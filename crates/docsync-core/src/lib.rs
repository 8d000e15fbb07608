//! # docsync Core
//!
//! Shared vocabulary for replicating a hierarchical document store.
//!
//! This crate provides:
//! - Absolute resource paths and owner/group/mode permissions
//! - The store collaborator interface: transactions, collection locks, lifecycle events
//! - The origin tracker used to break capture-side replication loops
//! - Instance identity and the account/group directory
//! - A mime registry deciding between XML and binary storage
//! - `MemoryStore`, an in-memory transactional store implementing the interface

#![warn(missing_docs)]
#![warn(clippy::all)]

pub mod identity;
pub mod lock;
pub mod memory;
pub mod mime;
pub mod origin;
pub mod path;
pub mod permission;
pub mod store;

pub use identity::{Account, Directory, InstanceId, LocalDirectory};
pub use lock::{CollectionGuard, LockMode, LockTable};
pub use memory::{MemoryStore, MemoryStoreOptions, MemoryTxn};
pub use mime::{MimeKind, MimeTable, MimeType};
pub use path::{PathError, ResourcePath};
pub use permission::{Permission, PermissionUpdate};
pub use store::{
    CollectionMeta, DocumentKind, DocumentMeta, DocumentSnapshot, EventContext, StagedDocument,
    Store, StoreError, StoreEvent, StoreObserver, Transaction,
};
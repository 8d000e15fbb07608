//! MQTT transport for change messages.
//!
//! Envelopes travel CBOR-encoded on the tenant's change topic at QoS 1.
//! Acknowledgement is manual: the runtime acks a publish only once the
//! applier has finished with it.

use docsync_proto::{Envelope, Publisher, TopicScheme, TransportError};
use rumqttc::{AsyncClient, EventLoop, MqttOptions, Publish, QoS};
use std::time::Duration;
use url::Url;

/// MQTT connection for one instance.
pub struct MqttTransport {
    client: AsyncClient,
    topic_scheme: TopicScheme,
}

impl MqttTransport {
    /// Create a new transport.
    ///
    /// # Errors
    ///
    /// Returns error if the broker URL is invalid.
    pub fn new(
        mqtt_broker: &str,
        client_id: &str,
        topic_scheme: TopicScheme,
    ) -> Result<(Self, EventLoop), MqttError> {
        let (host, port) = parse_mqtt_url(mqtt_broker)?;

        let mut mqtt_options = MqttOptions::new(client_id, host, port);
        mqtt_options.set_keep_alive(Duration::from_secs(30));
        mqtt_options.set_manual_acks(true);
        mqtt_options.set_clean_session(false);

        let (client, eventloop) = AsyncClient::new(mqtt_options, 100);

        Ok((
            Self {
                client,
                topic_scheme,
            },
            eventloop,
        ))
    }

    /// The topic scheme in use.
    #[must_use]
    pub fn topic_scheme(&self) -> &TopicScheme {
        &self.topic_scheme
    }

    /// Subscribe to the tenant's change topic.
    ///
    /// # Errors
    ///
    /// Returns error if subscription fails.
    pub async fn subscribe(&self) -> Result<(), MqttError> {
        let topic = self.topic_scheme.changes();

        tracing::info!(topic, "Subscribing to change topic");

        self.client
            .subscribe(&topic, QoS::AtLeastOnce)
            .await
            .map_err(|e| MqttError::Subscribe(e.to_string()))?;

        Ok(())
    }

    /// Acknowledge a handled publish.
    ///
    /// # Errors
    ///
    /// Returns error if the ack cannot be queued.
    pub async fn ack(&self, publish: &Publish) -> Result<(), MqttError> {
        self.client
            .ack(publish)
            .await
            .map_err(|e| MqttError::Ack(e.to_string()))
    }

    /// A publisher sending on the change topic.
    #[must_use]
    pub fn publisher(&self) -> MqttPublisher {
        MqttPublisher {
            client: self.client.clone(),
            topic: self.topic_scheme.changes(),
        }
    }
}

/// [`Publisher`] over an MQTT client.
///
/// Publishing only queues the message for the event loop, so it is safe to
/// call from a store commit hook.
#[derive(Clone)]
pub struct MqttPublisher {
    client: AsyncClient,
    topic: String,
}

impl Publisher for MqttPublisher {
    fn publish(&self, envelope: Envelope) -> Result<(), TransportError> {
        let payload = envelope
            .to_cbor()
            .map_err(|e| TransportError::Encode(e.to_string()))?;

        tracing::debug!(
            topic = %self.topic,
            payload_len = payload.len(),
            "Publishing change"
        );

        self.client
            .try_publish(&self.topic, QoS::AtLeastOnce, false, payload)
            .map_err(|e| TransportError::Publish(e.to_string()))
    }
}

/// Parse MQTT URL into host and port.
pub fn parse_mqtt_url(input: &str) -> Result<(String, u16), MqttError> {
    if input.contains("://") {
        let url =
            Url::parse(input).map_err(|e| MqttError::InvalidBrokerUrl(format!("{input}: {e}")))?;

        match url.scheme() {
            "tcp" | "mqtt" => {}
            scheme => {
                return Err(MqttError::InvalidBrokerUrl(format!(
                    "{input}: unsupported scheme '{scheme}'"
                )));
            }
        }

        let host = url
            .host_str()
            .ok_or_else(|| MqttError::InvalidBrokerUrl(format!("{input}: missing host")))?;
        let port = url.port().unwrap_or(1883);

        return Ok((host.to_string(), port));
    }

    let (host, port) = match input.split_once(':') {
        None => (input, None),
        Some((host, port)) => (host, Some(port)),
    };
    if host.is_empty() {
        return Err(MqttError::InvalidBrokerUrl(format!("{input}: missing host")));
    }
    let port = match port {
        None => 1883,
        Some(port) if port.contains(':') => {
            return Err(MqttError::InvalidBrokerUrl(format!(
                "{input}: too many ':' separators"
            )));
        }
        Some(port) => port
            .parse()
            .map_err(|_| MqttError::InvalidBrokerUrl(format!("{input}: invalid port '{port}'")))?,
    };

    Ok((host.to_string(), port))
}

/// Errors for MQTT operations.
#[derive(Debug, Clone, thiserror::Error)]
pub enum MqttError {
    /// Subscription failed
    #[error("subscription error: {0}")]
    Subscribe(String),
    /// Invalid MQTT broker URL
    #[error("invalid MQTT broker URL: {0}")]
    InvalidBrokerUrl(String),
    /// Acknowledgement failed
    #[error("ack error: {0}")]
    Ack(String),
}

#[cfg(test)]
mod tests {
    use super::*;

    #[test]
    fn broker_urls() {
        assert_eq!(
            parse_mqtt_url("tcp://broker.local:1884").unwrap(),
            ("broker.local".to_string(), 1884)
        );
        assert_eq!(
            parse_mqtt_url("mqtt://broker.local").unwrap(),
            ("broker.local".to_string(), 1883)
        );
        assert_eq!(
            parse_mqtt_url("localhost:1999").unwrap(),
            ("localhost".to_string(), 1999)
        );
        assert_eq!(
            parse_mqtt_url("localhost").unwrap(),
            ("localhost".to_string(), 1883)
        );
    }

    #[test]
    fn bad_broker_urls() {
        assert!(parse_mqtt_url("ws://broker:80").is_err());
        assert!(parse_mqtt_url(":1883").is_err());
        assert!(parse_mqtt_url("host:port").is_err());
        assert!(parse_mqtt_url("a:1:2").is_err());
    }

    #[test]
    fn publisher_queues_without_broker() {
        let (transport, _eventloop) =
            MqttTransport::new("tcp://localhost:1883", "test-client", TopicScheme::new("t")).unwrap();
        let publisher = transport.publisher();
        assert!(publisher
            .publish(Envelope::new().with_property("k", "v"))
            .is_ok());
        tokio_test::block_on(transport.subscribe()).unwrap();
    }
}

##############################

_Instructions for the task_
Transcribe the data word for word.

_Answer below_
filename crates/docsync-core/src/lib.rs
repository 8d000e15fbb07608
//! # docsync Core
//!
//! Shared vocabulary for replicating a hierarchical document store.
//!
//! This crate provides:
//! - Absolute resource paths and owner/group/mode permissions
//! - The store collaborator interface: transactions, collection locks, lifecycle events
//! - The origin tracker used to break capture-side replication loops
//! - Instance identity and the account/group directory
//! - A mime registry deciding between XML and binary storage
//! - `MemoryStore`, an in-memory transactional store implementing the interface

#![warn(missing_docs)]
#![warn(clippy::all)]

pub mod identity;
pub mod lock;
pub mod memory;
pub mod mime;
pub mod origin;
pub mod path;
pub mod permission;
pub mod store;

pub use identity::{Account, Directory, InstanceId, LocalDirectory};
pub use lock::{CollectionGuard, LockMode, LockTable};
pub use memory::{MemoryStore, MemoryStoreOptions, MemoryTxn};
pub use mime::{MimeKind, MimeTable, MimeType};
pub use path::{PathError, ResourcePath};
pub use permission::{Permission, PermissionUpdate};
pub use store::{
    CollectionMeta, DocumentKind, DocumentMeta, DocumentSnapshot, EventContext, StagedDocument,
    Store, StoreError, StoreEvent, StoreObserver, Transaction,
};
repository 8d000e15fbb07608
//! MQTT transport for change messages.
//!
//! Envelopes travel CBOR-encoded on the tenant's change topic at QoS 1.
//! Acknowledgement is manual: the runtime acks a publish only once the
//! applier has finished with it.

use docsync_proto::{Envelope, Publisher, TopicScheme, TransportError};
use rumqttc::{AsyncClient, EventLoop, MqttOptions, Publish, QoS};
use std::time::Duration;
use url::Url;

/// MQTT connection for one instance.
pub struct MqttTransport {
    client: AsyncClient,
    topic_scheme: TopicScheme,
}

impl MqttTransport {
    /// Create a new transport.
    ///
    /// # Errors
    ///
    /// Returns error if the broker URL is invalid.
    pub fn new(
        mqtt_broker: &str,
        client_id: &str,
        topic_scheme: TopicScheme,
    ) -> Result<(Self, EventLoop), MqttError> {
        let (host, port) = parse_mqtt_url(mqtt_broker)?;

        let mut mqtt_options = MqttOptions::new(client_id, host, port);
        mqtt_options.set_keep_alive(Duration::from_secs(30));
        mqtt_options.set_manual_acks(true);
        mqtt_options.set_clean_session(false);

        let (client, eventloop) = AsyncClient::new(mqtt_options, 100);

        Ok((
            Self {
                client,
                topic_scheme,
            },
            eventloop,
        ))
    }

    /// The topic scheme in use.
    #[must_use]
    pub fn topic_scheme(&self) -> &TopicScheme {
        &self.topic_scheme
    }

    /// Subscribe to the tenant's change topic.
    ///
    /// # Errors
    ///
    /// Returns error if subscription fails.
    pub async fn subscribe(&self) -> Result<(), MqttError> {
        let topic = self.topic_scheme.changes();

        tracing::info!(topic, "Subscribing to change topic");

        self.client
            .subscribe(&topic, QoS::AtLeastOnce)
            .await
            .map_err(|e| MqttError::Subscribe(e.to_string()))?;

        Ok(())
    }

    /// Acknowledge a handled publish.
    ///
    /// # Errors
    ///
    /// Returns error if the ack cannot be queued.
    pub async fn ack(&self, publish: &Publish) -> Result<(), MqttError> {
        self.client
            .ack(publish)
            .await
            .map_err(|e| MqttError::Ack(e.to_string()))
    }

    /// A publisher sending on the change topic.
    #[must_use]
    pub fn publisher(&self) -> MqttPublisher {
        MqttPublisher {
            client: self.client.clone(),
            topic: self.topic_scheme.changes(),
        }
    }
}

/// [`Publisher`] over an MQTT client.
///
/// Publishing only queues the message for the event loop, so it is safe to
/// call from a store commit hook.
#[derive(Clone)]
pub struct MqttPublisher {
    client: AsyncClient,
    topic: String,
}

impl Publisher for MqttPublisher {
    fn publish(&self, envelope: Envelope) -> Result<(), TransportError> {
        let payload = envelope
            .to_cbor()
            .map_err(|e| TransportError::Encode(e.to_string()))?;

        tracing::debug!(
            topic = %self.topic,
            payload_len = payload.len(),
            "Publishing change"
        );

        self.client
            .try_publish(&self.topic, QoS::AtLeastOnce, false, payload)
            .map_err(|e| TransportError::Publish(e.to_string()))
    }
}

/// Parse MQTT URL into host and port.
pub fn parse_mqtt_url(input: &str) -> Result<(String, u16), MqttError> {
    if input.contains("://") {
        let url =
            Url::parse(input).map_err(|e| MqttError::InvalidBrokerUrl(format!("{input}: {e}")))?;

        match url.scheme() {
            "tcp" | "mqtt" => {}
            scheme => {
                return Err(MqttError::InvalidBrokerUrl(format!(
                    "{input}: unsupported scheme '{scheme}'"
                )));
            }
        }

        let host = url
            .host_str()
            .ok_or_else(|| MqttError::InvalidBrokerUrl(format!("{input}: missing host")))?;
        let port = url.port().unwrap_or(1883);

        return Ok((host.to_string(), port));
    }

    let (host, port) = match input.split_once(':') {
        None => (input, None),
        Some((host, port)) => (host, Some(port)),
    };
    if host.is_empty() {
        return Err(MqttError::InvalidBrokerUrl(format!("{input}: missing host")));
    }
    let port = match port {
        None => 1883,
        Some(port) if port.contains(':') => {
            return Err(MqttError::InvalidBrokerUrl(format!(
                "{input}: too many ':' separators"
            )));
        }
        Some(port) => port
            .parse()
            .map_err(|_| MqttError::InvalidBrokerUrl(format!("{input}: invalid port '{port}'")))?,
    };

    Ok((host.to_string(), port))
}

/// Errors for MQTT operations.
#[derive(Debug, Clone, thiserror::Error)]
pub enum MqttError {
    /// Subscription failed
    #[error("subscription error: {0}")]
    Subscribe(String),
    /// Invalid MQTT broker URL
    #[error("invalid MQTT broker URL: {0}")]
    InvalidBrokerUrl(String),
    /// Acknowledgement failed
    #[error("ack error: {0}")]
    Ack(String),
}

#[cfg(test)]
mod tests {
    use super::*;

    #[test]
    fn broker_urls() {
        assert_eq!(
            parse_mqtt_url("tcp://broker.local:1884").unwrap(),
            ("broker.local".to_string(), 1884)
        );
        assert_eq!(
            parse_mqtt_url("mqtt://broker.local").unwrap(),
            ("broker.local".to_string(), 1883)
        );
        assert_eq!(
            parse_mqtt_url("localhost:1999").unwrap(),
            ("localhost".to_string(), 1999)
        );
        assert_eq!(
            parse_mqtt_url("localhost").unwrap(),
            ("localhost".to_string(), 1883)
        );
    }

    #[test]
    fn bad_broker_urls() {
        assert!(parse_mqtt_url("ws://broker:80").is_err());
        assert!(parse_mqtt_url(":1883").is_err());
        assert!(parse_mqtt_url("host:port").is_err());
        assert!(parse_mqtt_url("a:1:2").is_err());
    }

    #[test]
    fn publisher_queues_without_broker() {
        let (transport, _eventloop) =
            MqttTransport::new("tcp://localhost:1883", "test-client", TopicScheme::new("t")).unwrap();
        let publisher = transport.publisher();
        assert!(publisher
            .publish(Envelope::new().with_property("k", "v"))
            .is_ok());
        tokio_test::block_on(transport.subscribe()).unwrap();
    }
}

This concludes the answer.